TASK DIRECTIONS: Copy nothing but the lines below running from the line containing "plain message downstream." through the line containing "pub(crate) fn capture(offset: usize)", both end lines included.
Top of RECORDS FOR THIS EXERCISE
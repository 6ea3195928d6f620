//! Core error-annotation components
//!
//! - [`fault`](crate::core::fault) - the [`Fault`](crate::Fault) chain and capture-once wrapping
//! - [`stack`](crate::core::stack) - raw capture and lazy frame resolution
//! - [`result`](crate::core::result) - Result alias and extension traits
//! - [`format`](crate::core::format) - pluggable rendering strategy

pub mod fault;
pub mod format;
pub mod result;
pub mod stack;

pub use fault::{BoxError, Chain, Fault};
pub use format::{Formatter, Message, TextFormatter, set_formatter};
pub use result::{Result, ResultExt, catch};
pub use stack::{CapturedStack, ResolvedFrame};
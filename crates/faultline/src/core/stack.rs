//! Raw stack capture and lazy frame resolution
//!
//! Capture and symbolization are deliberately split: recording instruction
//! pointers is cheap and happens at error-creation time, while mapping them
//! to `file:line` pairs is expensive and runs only when an expanded trace is
//! actually requested.

use std::ffi::c_void;
use std::fmt;

/// Upper bound on recorded frames. Deeper stacks are silently truncated;
/// truncation is not an error.
pub(crate) const MAX_STACK_DEPTH: usize = 50;

/// Frames skipped at capture time so the recorded stack starts at the
/// application call site instead of inside the capture machinery.
pub(crate) const CALLER_OFFSET: usize = 4;

/// An immutable sequence of raw instruction pointers recorded at one point
/// in time.
///
/// The addresses stay opaque until resolution; an empty capture is valid
/// and renders as a plain message downstream.
#[derive(Clone)]
pub struct CapturedStack {
    ips: Vec<usize>,
}

impl CapturedStack {
    /// Records the current call stack, best-effort.
    ///
    /// `offset` shifts attribution further up the stack, for helper
    /// functions that capture on behalf of their own caller.
    #[inline(never)]
    pub(crate) fn capture(offset: usize) -> Self {
        let skip = CALLER_OFFSET + offset;
        let mut ips = Vec::with_capacity(MAX_STACK_DEPTH);
        let mut depth = 0usize;
        backtrace::trace(|frame| {
            depth += 1;
            if depth <= skip {
                return true;
            }
            ips.push(frame.ip() as usize);
            ips.len() < MAX_STACK_DEPTH
        });
        tracing::trace!(frames = ips.len(), skipped = skip, "captured error stack");
        Self { ips }
    }

    /// Number of recorded addresses.
    pub fn len(&self) -> usize {
        self.ips.len()
    }

    /// `true` when nothing was recorded.
    pub fn is_empty(&self) -> bool {
        self.ips.is_empty()
    }

    pub(crate) fn addresses(&self) -> &[usize] {
        &self.ips
    }

    /// Symbolizes every recorded address, deepest call first.
    ///
    /// Frames without source information and frames belonging to the
    /// unwinding machinery are dropped. Resolution is a pure function of the
    /// addresses and the running binary's symbol table; callers memoize the
    /// result because symbolization is the expensive half of the pipeline.
    pub(crate) fn resolve(&self) -> Vec<ResolvedFrame> {
        let mut frames = Vec::with_capacity(self.ips.len());
        for &ip in &self.ips {
            backtrace::resolve(ip as *mut c_void, |symbol| {
                let (Some(file), Some(line)) = (symbol.filename(), symbol.lineno()) else {
                    return;
                };
                let file = file.display().to_string();
                if is_unwinder_frame(&file) {
                    return;
                }
                frames.push(ResolvedFrame { file, line });
            });
        }
        frames
    }
}

impl fmt::Debug for CapturedStack {
    fn fmt(&self, f: &mut fmt::Formatter<'_>) -> fmt::Result {
        f.debug_struct("CapturedStack")
            .field("frames", &self.ips.len())
            .finish()
    }
}

/// Frames from the unwinding internals would pollute every trace with
/// library noise, so filtering them out is a correctness requirement rather
/// than cosmetics.
fn is_unwinder_frame(file: &str) -> bool {
    file.contains("/backtrace-")
        || file.contains("\\backtrace-")
        || file.ends_with("library/std/src/backtrace.rs")
}

/// One symbolized stack entry.
#[derive(Debug, Clone, PartialEq, Eq)]
#[cfg_attr(feature = "serde", derive(serde::Serialize, serde::Deserialize))]
pub struct ResolvedFrame {
    /// Source file the address resolved to.
    pub file: String,
    /// Line number within `file`.
    pub line: u32,
}

impl fmt::Display for ResolvedFrame {
    fn fmt(&self, f: &mut fmt::Formatter<'_>) -> fmt::Result {
        write!(f, "{}:{}", self.file, self.line)
    }
}

#[cfg(test)]
mod tests {
    use super::*;

    #[inline(never)]
    fn recurse(n: usize) -> CapturedStack {
        if n == 0 {
            CapturedStack::capture(0)
        } else {
            std::hint::black_box(recurse(n - 1))
        }
    }

    #[test]
    fn capture_is_bounded() {
        let stack = recurse(MAX_STACK_DEPTH * 2);
        assert!(stack.len() <= MAX_STACK_DEPTH);
        assert!(!stack.is_empty());
    }

    #[test]
    fn resolve_preserves_capture_order_and_never_panics() {
        let stack = CapturedStack::capture(0);
        let first = stack.resolve();
        let second = stack.resolve();
        // Pure function of the addresses and the loaded binary.
        assert_eq!(first, second);
    }

    #[test]
    fn empty_capture_resolves_to_nothing() {
        let stack = CapturedStack { ips: Vec::new() };
        assert!(stack.is_empty());
        assert!(stack.resolve().is_empty());
    }

    #[test]
    fn unwinder_frames_are_filtered() {
        assert!(is_unwinder_frame(
            "/home/u/.cargo/registry/src/index/backtrace-0.3.75/src/lib.rs"
        ));
        assert!(!is_unwinder_frame("src/core/stack.rs"));
    }

    #[test]
    fn frame_display_is_file_colon_line() {
        let frame = ResolvedFrame {
            file: "src/main.rs".to_string(),
            line: 42,
        };
        assert_eq!(frame.to_string(), "src/main.rs:42");
    }

    #[cfg(feature = "serde")]
    #[test]
    fn frame_serializes_for_structured_formatters() {
        let frame = ResolvedFrame {
            file: "src/main.rs".to_string(),
            line: 7,
        };
        let json = serde_json::to_string(&frame).unwrap();
        assert_eq!(json, r#"{"file":"src/main.rs","line":7}"#);
    }
}
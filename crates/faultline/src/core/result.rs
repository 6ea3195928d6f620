//! Result alias, extension traits and in-place annotation
//!
//! Every entry point here is a safe no-op on the success path, which is
//! what makes unconditional annotation at function exit correct: `Ok`
//! values and empty slots pass through untouched and no stack is captured.

use crate::core::fault::{BoxError, Fault};

/// Result type for fallible operations annotated with [`Fault`].
pub type Result<T> = std::result::Result<T, Fault>;

/// Extension trait wrapping the error arm of any compatible `Result`.
pub trait ResultExt<T> {
    /// Annotates the error with a stack capture unless its chain already
    /// carries one. `Ok` passes through untouched.
    fn fault(self) -> Result<T>;

    /// Like [`ResultExt::fault`], but attributes the capture to the caller
    /// of the invoking helper function.
    fn fault_up(self) -> Result<T>;

    /// Prefixes the error message with `context` and `": "`, wrapping with
    /// a capture if the chain has none.
    fn context(self, context: impl Into<String>) -> Result<T>;

    /// Like [`ResultExt::context`], but the message is built only on the
    /// error path. The idiomatic tail-position call for attaching
    /// "called with these arguments" context on every return:
    ///
    /// ```rust
    /// use faultline::ResultExt;
    ///
    /// fn parse_port(raw: &str) -> faultline::Result<u16> {
    ///     raw.parse().with_context(|| format!("parse_port(raw={raw})"))
    /// }
    ///
    /// let err = parse_port("nope").unwrap_err();
    /// assert!(err.message().starts_with("parse_port(raw=nope): "));
    /// ```
    fn with_context<F>(self, f: F) -> Result<T>
    where
        F: FnOnce() -> String;
}

impl<T, E> ResultExt<T> for std::result::Result<T, E>
where
    E: Into<BoxError>,
{
    fn fault(self) -> Result<T> {
        self.map_err(|e| Fault::wrap_with(e.into(), None, 0))
    }

    fn fault_up(self) -> Result<T> {
        self.map_err(|e| Fault::wrap_with(e.into(), None, 1))
    }

    fn context(self, context: impl Into<String>) -> Result<T> {
        self.map_err(|e| Fault::wrap_with(e.into(), Some(context.into()), 0))
    }

    fn with_context<F>(self, f: F) -> Result<T>
    where
        F: FnOnce() -> String,
    {
        self.map_err(|e| Fault::wrap_with(e.into(), Some(f()), 0))
    }
}

/// Rewraps the error held in `slot` behind a context message, in place.
///
/// Empty slots are left untouched and `f` is never invoked, so the call is
/// safe on every return path. For imperatively-built errors; the
/// [`catch!`](crate::catch!) macro adds format-string sugar on top.
pub fn catch<F>(slot: &mut Option<Fault>, f: F)
where
    F: FnOnce() -> String,
{
    if let Some(err) = slot.take() {
        *slot = Some(Fault::wrap_with(Box::new(err), Some(f()), 0));
    }
}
Bottom of RECORDS FOR THIS EXERCISE
ANSWER BOX:
/// and renders as a plain message downstream.
#[derive(Clone)]
pub struct CapturedStack {
    ips: Vec<usize>,
}

impl CapturedStack {
    /// Records the current call stack, best-effort.
    ///
    /// `offset` shifts attribution further up the stack, for helper
    /// functions that capture on behalf of their own caller.
    #[inline(never)]
    pub(crate) fn capture(offset: usize) -> Self {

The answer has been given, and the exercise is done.